WHAT IS EXPECTED: For the entries below, count the lines containing "UvIndexSource" and give only that number.

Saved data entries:
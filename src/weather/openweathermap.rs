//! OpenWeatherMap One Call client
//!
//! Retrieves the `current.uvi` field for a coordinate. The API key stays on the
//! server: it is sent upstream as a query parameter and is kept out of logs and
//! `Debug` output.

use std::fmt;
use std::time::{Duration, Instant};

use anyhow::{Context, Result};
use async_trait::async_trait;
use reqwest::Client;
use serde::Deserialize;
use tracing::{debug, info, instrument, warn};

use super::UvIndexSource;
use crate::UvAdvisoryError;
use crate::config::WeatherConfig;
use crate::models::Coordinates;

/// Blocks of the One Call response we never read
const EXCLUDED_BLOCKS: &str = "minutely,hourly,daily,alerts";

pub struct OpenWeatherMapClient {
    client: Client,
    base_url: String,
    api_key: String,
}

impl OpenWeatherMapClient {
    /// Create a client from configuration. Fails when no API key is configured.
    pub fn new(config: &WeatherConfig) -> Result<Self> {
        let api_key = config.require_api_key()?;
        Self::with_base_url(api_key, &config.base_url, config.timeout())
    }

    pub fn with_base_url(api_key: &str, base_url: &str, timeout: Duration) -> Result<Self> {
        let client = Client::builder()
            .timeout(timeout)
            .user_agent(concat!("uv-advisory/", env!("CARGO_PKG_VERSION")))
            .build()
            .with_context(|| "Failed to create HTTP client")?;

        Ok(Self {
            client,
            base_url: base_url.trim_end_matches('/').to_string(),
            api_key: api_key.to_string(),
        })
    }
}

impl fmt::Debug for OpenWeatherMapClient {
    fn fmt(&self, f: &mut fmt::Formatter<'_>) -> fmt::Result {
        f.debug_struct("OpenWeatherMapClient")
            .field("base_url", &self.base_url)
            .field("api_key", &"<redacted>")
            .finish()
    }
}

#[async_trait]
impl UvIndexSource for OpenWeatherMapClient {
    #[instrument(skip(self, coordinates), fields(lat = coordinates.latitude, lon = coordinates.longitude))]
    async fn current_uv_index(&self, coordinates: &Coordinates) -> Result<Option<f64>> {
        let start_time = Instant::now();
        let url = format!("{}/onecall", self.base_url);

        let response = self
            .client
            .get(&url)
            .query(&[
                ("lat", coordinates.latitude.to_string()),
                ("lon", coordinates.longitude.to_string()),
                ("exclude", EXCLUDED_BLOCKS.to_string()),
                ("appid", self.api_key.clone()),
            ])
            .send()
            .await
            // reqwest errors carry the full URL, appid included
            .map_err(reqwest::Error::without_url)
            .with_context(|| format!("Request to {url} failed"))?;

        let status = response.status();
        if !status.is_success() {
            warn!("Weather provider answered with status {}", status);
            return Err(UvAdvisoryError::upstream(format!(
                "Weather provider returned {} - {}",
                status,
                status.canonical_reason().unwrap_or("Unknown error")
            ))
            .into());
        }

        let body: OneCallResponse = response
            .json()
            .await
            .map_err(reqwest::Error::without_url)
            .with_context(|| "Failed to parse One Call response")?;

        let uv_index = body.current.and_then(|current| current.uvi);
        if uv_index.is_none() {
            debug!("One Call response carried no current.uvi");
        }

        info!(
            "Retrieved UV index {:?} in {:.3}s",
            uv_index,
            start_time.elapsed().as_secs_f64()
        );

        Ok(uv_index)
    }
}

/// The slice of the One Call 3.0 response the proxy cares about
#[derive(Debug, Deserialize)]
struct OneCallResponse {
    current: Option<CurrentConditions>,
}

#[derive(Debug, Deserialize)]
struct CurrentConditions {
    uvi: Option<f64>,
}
...
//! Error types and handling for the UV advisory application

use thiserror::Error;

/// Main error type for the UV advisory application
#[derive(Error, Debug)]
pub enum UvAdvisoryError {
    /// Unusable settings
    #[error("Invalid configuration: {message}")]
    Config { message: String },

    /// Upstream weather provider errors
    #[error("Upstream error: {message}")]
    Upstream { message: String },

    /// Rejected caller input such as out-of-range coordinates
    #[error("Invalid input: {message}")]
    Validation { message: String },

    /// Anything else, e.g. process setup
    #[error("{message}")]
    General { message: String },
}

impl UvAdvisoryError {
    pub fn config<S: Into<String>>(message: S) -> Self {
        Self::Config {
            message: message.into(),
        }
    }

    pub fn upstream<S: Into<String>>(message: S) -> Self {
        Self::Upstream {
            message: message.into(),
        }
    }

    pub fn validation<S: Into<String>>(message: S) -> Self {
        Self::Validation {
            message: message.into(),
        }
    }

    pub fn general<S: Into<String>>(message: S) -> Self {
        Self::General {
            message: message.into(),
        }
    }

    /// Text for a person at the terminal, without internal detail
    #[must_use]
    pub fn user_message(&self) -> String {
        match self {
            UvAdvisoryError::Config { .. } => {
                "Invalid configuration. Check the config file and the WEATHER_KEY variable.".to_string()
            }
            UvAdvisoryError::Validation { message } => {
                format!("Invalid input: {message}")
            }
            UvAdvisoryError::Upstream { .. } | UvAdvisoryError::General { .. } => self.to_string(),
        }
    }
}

RESPONSE BOX: 2